Credit bureaus TransUnion and Experian have both released reports on the state of consumer borrowing showing that while access to credit is expanding, credit card defaults and delinquencies are also rising. However, they both say that this isn't currently a troubling issue, as a strong employment market and economy are helping to keep those two rates in check.
TransUnion reported that for the first quarter of the year, nearly 175 million consumers carried a total of over 416 million credit cards among them. This is an increase in both the number of credit cards and the amount of people who have access to them. Over the last year, credit card accounts grew by 2.6 percent, and the number of credit card holders grew by 2.1 percent.
The new card accounts had an average credit line of $5,238, up $21 from the first quarter of 2017. However, average debt per borrower also increased $140, and the percentage of serious delinquencies--those over 90 days past due--also increased, although just .09 percent. TransUnion noted that this level made it about even with the level of delinquencies in the first quarter of 2012, but it was still below the ten-year average of 1.91 percent.
"Though delinquency rates are certainly rising, there are several reasons we do not believe this is a worrisome trend at this juncture," said Paul Siegfried, senior vice president and credit card business leader at TransUnion, in a statement. "First, credit card issuers have been relatively conservative over the last five quarters, issuing more credit to lower-risk consumers compared to higher-risk consumers. Second, the credit limits they are extending to consumers in most risk tiers are generally lower than those they had issued in prior years. Finally, we believe it’s a positive sign for the economy that more consumers have access to credit and that delinquency rates, while growing, are doing so at a slow pace and remain below levels observed immediately post-recession."
Experian also showed similar trends.
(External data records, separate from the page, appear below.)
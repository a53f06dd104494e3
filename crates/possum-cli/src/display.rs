//! Rendering of prediction outcomes: styled text or JSON.

use possum_core::FeatureRecord;
use possum_model::Prediction;

/// Print a prediction outcome as styled text.
///
/// Successful labels go to stdout; rejections are user-visible failures and
/// go to stderr, but neither aborts the process.
pub fn print_outcome(outcome: &Prediction) {
    match outcome {
        Prediction::Population(population) => {
            println!("Predicted population: {population}");
        }
        Prediction::Rejected(message) => {
            eprintln!("Prediction failed: {message}");
        }
    }
}

/// Print the assembled record and outcome as a JSON object.
pub fn print_json(record: &FeatureRecord, outcome: &Prediction) -> anyhow::Result<()> {
    let value = match outcome {
        Prediction::Population(population) => serde_json::json!({
            "status": "ok",
            "population": population.as_str(),
            "record": record,
        }),
        Prediction::Rejected(message) => serde_json::json!({
            "status": "rejected",
            "error": message,
            "record": record,
        }),
    };
    println!("{}", serde_json::to_string_pretty(&value)?);
    Ok(())
}
#[cfg(test)]
pub(crate) mod tests {
    use super::*;
    use crate::pipeline::store::write_atomic;
    use crate::pipeline::test_support::store_in;
    use serde_json::json;

    pub(crate) fn poll_page(ids: &[u64], total: u64, start: u64) -> serde_json::Value {
        let data: Vec<serde_json::Value> = ids
            .iter()
            .map(|id| {
                json!({
                    "id": id,
                    "entity_type": "node",
                    "label": format!("Poll {}", id),
                    "field_legislature": {"id": 111, "label": "Bundestag 2017 - 2021"},
                    "field_committees": [{"id": 3, "label": "Ausschuss für Arbeit"}],
                    "field_intro": "<p>Der Bundestag <b>stimmt</b> ab.</p>",
                    "field_poll_date": "2019-03-01"
                })
            })
            .collect();
        json!({
            "meta": {"result": {"count": ids.len(), "total": total,
                                "range_start": start, "range_end": start + ids.len() as u64}},
            "data": data
        })
    }

    pub(crate) fn votes_file(poll_id: u64, votes: serde_json::Value) -> serde_json::Value {
        json!({
            "meta": {"status": "ok"},
            "data": {
                "id": poll_id,
                "label": "Poll",
                "field_legislature": {"id": 111, "label": "Bundestag 2017 - 2021"},
                "related_data": {"votes": votes}
            }
        })
    }

    pub(crate) fn vote(id: Option<u64>, mandate_id: u64, poll_id: u64, vote: &str) -> serde_json::Value {
        json!({
            "id": id,
            "mandate": {"id": mandate_id, "label": format!("Jane Doe {} (Bundestag 2017 - 2021)", mandate_id)},
            "poll": {"id": poll_id},
            "vote": vote,
            "reason_no_show": null,
            "reason_no_show_other": null,
            "fraction": {"id": 9, "label": "SPD"}
        })
    }

    fn write_json(path: &Path, value: &serde_json::Value) {
        write_atomic(path, serde_json::to_string(value).unwrap().as_bytes()).unwrap();
    }

    #[test]
    fn duplicated_mandates_keep_the_first_vote() {
        let dir = tempfile::tempdir().unwrap();
        let path = dir.path().join("poll_1_votes.json");
        let votes = json!([
            vote(Some(1), 42, 1, "yes"),
            vote(Some(2), 42, 1, "no"),
            vote(Some(3), 43, 1, "no_show"),
            vote(None, 44, 1, "abstain"),
        ]);
        write_json(&path, &votes_file(1, votes));

        let loaded = load_poll_votes(&path, DedupPolicy::KeepFirstByArrival).unwrap();
        assert_eq!(loaded.len(), 2);
        assert_eq!(loaded[0].mandate_id, 42);
        assert_eq!(loaded[0].vote, ApiOutcome::Yes);
        assert_eq!(loaded[1].vote, ApiOutcome::NoShow);

        let loaded = load_poll_votes(&path, DedupPolicy::KeepLastByArrival).unwrap();
        assert_eq!(loaded[0].vote, ApiOutcome::No);
    }

    #[test]
    fn empty_fraction_lists_are_rejected() {
        let dir = tempfile::tempdir().unwrap();
        let path = dir.path().join("poll_1_votes.json");
        let mut bad = vote(Some(1), 42, 1, "yes");
        bad["fraction"] = json!([]);
        write_json(&path, &votes_file(1, json!([bad])));
        assert!(matches!(
            load_poll_votes(&path, DedupPolicy::KeepFirstByArrival),
            Err(PipelineError::ParsingJson { .. })
        ));

        let mut null_fraction = vote(Some(1), 42, 1, "yes");
        null_fraction["fraction"] = serde_json::Value::Null;
        write_json(&path, &votes_file(1, json!([null_fraction])));
        assert_eq!(
            load_poll_votes(&path, DedupPolicy::KeepFirstByArrival)
                .unwrap()
                .len(),
            1
        );
    }

    #[test]
    fn partial_fractions_are_kept() {
        let dir = tempfile::tempdir().unwrap();
        let path = dir.path().join("poll_1_votes.json");
        let mut partial = vote(Some(1), 42, 1, "yes");
        partial["fraction"] = json!({"id": null, "label": "SPD"});
        let mut unlabelled = vote(Some(2), 43, 1, "no");
        unlabelled["fraction"] = json!({"id": 9});
        write_json(
            &path,
            &votes_file(1, json!([partial, unlabelled, vote(Some(3), 44, 1, "abstain")])),
        );
        let loaded = load_poll_votes(&path, DedupPolicy::KeepFirstByArrival).unwrap();
        assert_eq!(loaded.len(), 3);
        assert_eq!(loaded[0].mandate_id, 42);
    }

    #[test]
    fn polls_and_mandates_from_pages() {
        let dir = tempfile::tempdir().unwrap();
        let store = store_in(dir.path());
        write_json(
            &store.listing_page_file(Listing::Polls, 111, 0),
            &poll_page(&[1, 2], 3, 0),
        );
        write_json(
            &store.listing_page_file(Listing::Polls, 111, 1),
            &poll_page(&[2, 3], 3, 2),
        );
        let polls = load_polls(&store, 111).unwrap();
        assert_eq!(polls.iter().map(|p| p.poll_id).collect::<Vec<_>>(), vec![1, 2, 3]);
        assert_eq!(polls[0].description, "Der Bundestag stimmt ab.");
        assert_eq!(polls[0].first_committee.as_deref(), Some("Ausschuss für Arbeit"));
        assert_eq!(polls[0].date, NaiveDate::from_ymd_opt(2019, 3, 1));
        assert_eq!(known_poll_ids(&store, 111).unwrap(), vec![1, 2, 2, 3]);

        let mandates = json!({
            "meta": {"result": {"count": 2, "total": 2, "range_start": 0, "range_end": 2}},
            "data": [
                {
                    "id": 5, "label": "Jane Doe (Bundestag 2017 - 2021)",
                    "parliament_period": {"id": 111, "label": "Bundestag 2017 - 2021"},
                    "politician": {"id": 50, "label": "Jane Doe", "abgeordnetenwatch_url": null},
                    "start_date": null, "end_date": null,
                    "electoral_data": {"constituency": {"id": 7, "label": "Berlin-Mitte"}},
                    "fraction_membership": [
                        {"id": 1, "label": "SPD seit 24.10.2017", "valid_from": "2017-10-24", "valid_until": null}
                    ]
                },
                {
                    "id": 6, "label": "John Roe (Bundestag 2017 - 2021)",
                    "parliament_period": {"id": 111, "label": "Bundestag 2017 - 2021"},
                    "politician": {"id": 60, "label": "John Roe", "abgeordnetenwatch_url": null},
                    "start_date": null, "end_date": null,
                    "electoral_data": null,
                    "fraction_membership": []
                }
            ]
        });
        write_json(&store.listing_page_file(Listing::Mandates, 111, 0), &mandates);
        let mandates = load_mandates(&store, 111).unwrap();
        assert_eq!(mandates[0].party, "SPD");
        assert_eq!(mandates[0].politician_name, "Jane Doe");
        assert_eq!(mandates[0].constituency_name.as_deref(), Some("Berlin-Mitte"));
        assert_eq!(mandates[1].party, UNKNOWN_PARTY);

        assert!(load_polls(&store, 222).is_err());
    }

    #[test]
    fn compile_isolates_unreadable_polls() {
        let dir = tempfile::tempdir().unwrap();
        let store = store_in(dir.path());
        write_json(
            &store.votes_file(111, 1),
            &votes_file(1, json!([vote(Some(1), 42, 1, "yes")])),
        );
        write_json(
            &store.votes_file(111, 2),
            &votes_file(2, json!([vote(Some(2), 42, 2, "maybe")])),
        );
        let compiled = compile_votes(&store, 111, DedupPolicy::KeepFirstByArrival).unwrap();
        assert_eq!(compiled.votes.len(), 1);
        assert_eq!(compiled.report.succeeded, 1);
        assert_eq!(compiled.report.failures.len(), 1);
        assert_eq!(compiled.polls.len(), 1);
    }
}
In its monthly S&P/Experian Consumer Credit Default Indices, it found that bank card default rates rose to 3.86 percent. This marks the seventh month in a row that default rates have risen or stayed the same. Experian reported that default rates are at their highest level since June 2012.
This report also looked at borrowing in five major cities: Chicago, Dallas, Los Angeles, Miami and New York. While Miami experienced an increase in defaults, from 2.13 to 2.78, the other four cities default rates dropped. Los Angeles only dropped .01, but Chicago dropped .14.
Again, the strength of the economy is a factor into consumers' push to borrow more money. "Consumer borrowing is expanding as the economy continues to grow. Revolving credit – borrowing through bank and credit card accounts – is growing at about the same pace as the overall economy," said David M. Blitzer, managing director and chairman of the Index Committee at S&P Dow Jones Indices, in a statement. "As today's modest default levels show, current debt levels are manageable. The fear is that when the next recession comes, debt levels will have climbed far higher while personal savings will have remained modest at best."